San Carlos City is going to play a major role in renewable energy as it will be the site of San Carlos Solar Energy INC. It is a solar farm with an initial capacity of 13 MW in Phase 1, and a provision for an addition of 7 MW in Phase 2. It is intended to provide power to the grid throughout the year, at pre-determined Feed-In-Tariff rates set by the ERC. It is a DOE approved stand-alone solar power plant consisting of approximately 52,000 modules.

Communications and medical facilities

International direct dialing, fiber optic data lines and internet services are accessible in most areas of the province. Also, GSM, digital and analog cellular networks provide good coverage in Bacolod and other areas, including international roaming. The medical and health care needs of the people of Negros Occidental and its guests are presently being met by 20 government hospitals (which include the Corazon Locsin Montelibano Memorial Regional Hospital in Bacolod and the Teresita Lopez Jalandoni Provincial Hospital in Silay) and 10 private hospitals, as well as several city and municipal health centers, barangay health stations and day-care centers.

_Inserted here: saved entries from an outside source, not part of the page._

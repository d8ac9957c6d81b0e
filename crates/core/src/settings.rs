//! Per-note overrides merged over global settings.
//!
//! Every event resolves a fresh [`EffectiveConfig`] from two layers: the
//! global [`UploadConfig`] and the note's frontmatter. A frontmatter value wins
//! when present and well-typed; otherwise the global setting applies. The
//! snapshot is immutable and travels with the upload it was resolved for.

use notedrop_shared::UploadConfig;
use serde_json::{Map, Value};

use crate::media::MediaToggles;
use crate::storage::ObjectAcl;

/// Frontmatter keys that override global settings.
pub mod keys {
    /// Intercept drops as well as pastes.
    pub const UPLOAD_ON_DRAG: &str = "uploadOnDrag";
    /// Write into the vault instead of the bucket.
    pub const LOCAL_UPLOAD: &str = "localUpload";
    /// Vault folder for local uploads.
    pub const LOCAL_UPLOAD_FOLDER: &str = "localUploadFolder";
    /// Accept video.
    pub const UPLOAD_VIDEO: &str = "uploadVideo";
    /// Accept audio.
    pub const UPLOAD_AUDIO: &str = "uploadAudio";
    /// Accept PDF.
    pub const UPLOAD_PDF: &str = "uploadPdf";
}

/// Parsed frontmatter of the active note.
#[derive(Debug, Clone, Default, PartialEq)]
pub struct Frontmatter(Map<String, Value>);

impl Frontmatter {
    /// Empty frontmatter.
    #[must_use]
    pub fn new() -> Self {
        Self::default()
    }

    /// Set a key, replacing any previous value.
    pub fn insert(&mut self, key: impl Into<String>, value: impl Into<Value>) {
        self.0.insert(key.into(), value.into());
    }

    /// Raw value for `key`.
    #[must_use]
    pub fn get(&self, key: &str) -> Option<&Value> {
        self.0.get(key)
    }

    /// Boolean value for `key`. Accepts `true`/`false` and their string forms.
    #[must_use]
    pub fn get_bool(&self, key: &str) -> Option<bool> {
        match self.0.get(key)? {
            Value::Bool(b) => Some(*b),
            Value::String(s) => match s.trim().to_ascii_lowercase().as_str() {
                "true" => Some(true),
                "false" => Some(false),
                _ => None,
            },
            _ => None,
        }
    }

    /// String value for `key`.
    #[must_use]
    pub fn get_str(&self, key: &str) -> Option<&str> {
        self.0.get(key)?.as_str()
    }

    /// Whether no keys are set.
    #[must_use]
    pub fn is_empty(&self) -> bool {
        self.0.is_empty()
    }
}

impl From<Map<String, Value>> for Frontmatter {
    fn from(map: Map<String, Value>) -> Self {
        Self(map)
    }
}

impl<K: Into<String>, V: Into<Value>> FromIterator<(K, V)> for Frontmatter {
    fn from_iter<I: IntoIterator<Item = (K, V)>>(iter: I) -> Self {
        Self(
            iter.into_iter()
                .map(|(k, v)| (k.into(), v.into()))
                .collect(),
        )
    }
}

/// Settings in force for a single paste or drop.
#[derive(Debug, Clone, PartialEq, Eq)]
pub struct EffectiveConfig {
    /// Claim drop events.
    pub upload_on_drag: bool,
    /// Write into the vault instead of the bucket.
    pub local_upload: bool,
    /// Vault folder for local uploads.
    pub local_upload_folder: String,
    /// Opt-in media kinds.
    pub media: MediaToggles,
    /// Bucket key prefix.
    pub folder: String,
    /// Public URL prefix for remote objects.
    pub image_url_path: String,
    /// Upload as `public-read`.
    pub public: bool,
}

impl EffectiveConfig {
    /// Merge `frontmatter` over `global`.
    #[must_use]
    pub fn resolve(global: &UploadConfig, frontmatter: &Frontmatter) -> Self {
        let flag = |key: &str, fallback: bool| frontmatter.get_bool(key).unwrap_or(fallback);

        Self {
            upload_on_drag: flag(keys::UPLOAD_ON_DRAG, global.upload_on_drag),
            local_upload: flag(keys::LOCAL_UPLOAD, global.local_upload),
            local_upload_folder: frontmatter
                .get_str(keys::LOCAL_UPLOAD_FOLDER)
                .map_or_else(|| global.local_upload_folder.clone(), str::to_string),
            media: MediaToggles {
                video: flag(keys::UPLOAD_VIDEO, global.upload_video),
                audio: flag(keys::UPLOAD_AUDIO, global.upload_audio),
                pdf: flag(keys::UPLOAD_PDF, global.upload_pdf),
            },
            folder: global.folder.clone(),
            image_url_path: global.image_url_path.clone(),
            public: global.public,
        }
    }

    /// Access control for remote uploads.
    #[must_use]
    pub fn acl(&self) -> ObjectAcl {
        if self.public {
            ObjectAcl::PublicRead
        } else {
            ObjectAcl::Private
        }
    }
}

Banking, finance and accessibility
Banking and finance is likewise a thriving industry in Negros Occidental. According to the latest count, there are 389 financial institutions competing for businesses in the province. 149 of these are banks. Negros Occidental offers several advantages for those who are doing business in the province. It is strategically located near Metro Manila, Metro Cebu and Metro Davao, all major international gateways with maximum travel time of only about 4 hours between the Philippines and its neighbors in Southeast Asia. It is equipped with major infrastructure facilities for easy travel and shipment of goods within and outside of Negros.

It has information and communication facilities with connection capabilities necessary for, among others, call center operations for business communication and transmission of data. The province has abundant water supply and dependable power supply. Modern health care facilities with medical services are available, as well as academic institutions.

Landmarks

Panaad Park and Sports Complex

The Panaad Park and Sports Complex houses the Panaad Stadium which is a multi-purpose stadium in the province. It is currently used mostly for football matches, and was used for the 2005 South East Asian Games. It was the venue of the pre-qualifiers of the 2007 ASEAN Football Championship or ASEAN Cup, in which the Philippines, Cambodia, Timor Leste, Brunei and Laos participated. The stadium has a seating capacity of 15,500, but holds around 20,000 people with standing areas. It is unofficially designated as the home stadium of the Philippines national football team. Aside from the association football field, it also has a rubberized track oval, an Olympic-size swimming pool and other sports facilities.

The stadium is also the home of Panaad sa Negros Festival, a week-long celebration participated in by all cities and municipalities in the province held annually every summer. The festival is highlighted by merry-making and field demonstrations at the stadium. The stadium itself features replicas of the landmarks of the 13 cities and municipalities of Negros Occidental.

Capitol Park and Lagoon

The Capitol Park and Lagoon is a provincial park located right in the heart of Bacolod, Negros Occidental, in the Philippines. One of the landmarks of the park is the statue of a carabao (water buffalo) being pulled by a woman. This statue is located at the northern end of the lagoon. On the other end, there is also another carabao sculpture but the figure is being pulled by a man.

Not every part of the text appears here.